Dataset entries

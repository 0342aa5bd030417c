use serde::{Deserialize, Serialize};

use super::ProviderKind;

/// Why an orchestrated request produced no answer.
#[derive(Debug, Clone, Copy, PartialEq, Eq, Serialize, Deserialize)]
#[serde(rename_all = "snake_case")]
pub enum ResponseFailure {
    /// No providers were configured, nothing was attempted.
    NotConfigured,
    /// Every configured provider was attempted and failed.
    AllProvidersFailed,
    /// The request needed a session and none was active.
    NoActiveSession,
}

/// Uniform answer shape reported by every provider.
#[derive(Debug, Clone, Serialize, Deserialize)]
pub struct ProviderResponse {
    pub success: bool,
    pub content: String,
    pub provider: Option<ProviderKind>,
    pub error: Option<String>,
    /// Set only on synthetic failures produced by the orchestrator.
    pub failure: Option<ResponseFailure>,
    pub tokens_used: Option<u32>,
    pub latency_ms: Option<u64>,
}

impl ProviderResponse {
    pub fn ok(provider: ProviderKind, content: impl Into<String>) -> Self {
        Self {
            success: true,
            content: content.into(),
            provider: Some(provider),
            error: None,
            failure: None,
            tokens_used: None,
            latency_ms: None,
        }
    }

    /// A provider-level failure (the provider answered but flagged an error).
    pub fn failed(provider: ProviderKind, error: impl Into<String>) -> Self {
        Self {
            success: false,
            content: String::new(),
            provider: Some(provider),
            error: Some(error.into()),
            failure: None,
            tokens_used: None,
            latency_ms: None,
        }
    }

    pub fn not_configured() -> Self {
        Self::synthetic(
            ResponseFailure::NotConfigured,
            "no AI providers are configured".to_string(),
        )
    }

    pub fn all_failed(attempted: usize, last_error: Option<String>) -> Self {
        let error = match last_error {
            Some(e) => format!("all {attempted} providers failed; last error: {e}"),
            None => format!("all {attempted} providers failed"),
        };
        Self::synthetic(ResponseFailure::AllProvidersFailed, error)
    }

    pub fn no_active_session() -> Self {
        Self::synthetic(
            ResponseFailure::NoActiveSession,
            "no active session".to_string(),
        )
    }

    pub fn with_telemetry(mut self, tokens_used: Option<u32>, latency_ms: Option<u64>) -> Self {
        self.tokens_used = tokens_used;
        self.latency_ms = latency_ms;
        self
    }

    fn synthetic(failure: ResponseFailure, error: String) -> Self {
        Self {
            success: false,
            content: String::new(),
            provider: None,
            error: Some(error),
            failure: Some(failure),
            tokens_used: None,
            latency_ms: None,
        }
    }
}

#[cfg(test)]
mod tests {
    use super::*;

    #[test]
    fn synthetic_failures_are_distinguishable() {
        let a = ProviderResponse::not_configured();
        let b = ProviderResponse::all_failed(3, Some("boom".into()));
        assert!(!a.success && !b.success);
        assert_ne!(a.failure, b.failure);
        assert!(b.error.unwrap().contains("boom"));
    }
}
...
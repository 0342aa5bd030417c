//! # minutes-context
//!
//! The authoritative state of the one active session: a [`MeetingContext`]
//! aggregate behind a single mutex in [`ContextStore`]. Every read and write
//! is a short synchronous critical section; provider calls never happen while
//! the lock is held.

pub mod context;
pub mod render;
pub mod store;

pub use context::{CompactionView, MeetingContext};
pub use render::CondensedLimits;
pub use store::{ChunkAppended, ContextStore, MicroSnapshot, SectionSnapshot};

• **ASSIGNMENT**
Show the lines of the records that contain the word "content".

• **RESULT BELOW**
    pub content: String,
    pub fn ok(provider: ProviderKind, content: impl Into<String>) -> Self {
            content: content.into(),
            content: String::new(),
            content: String::new(),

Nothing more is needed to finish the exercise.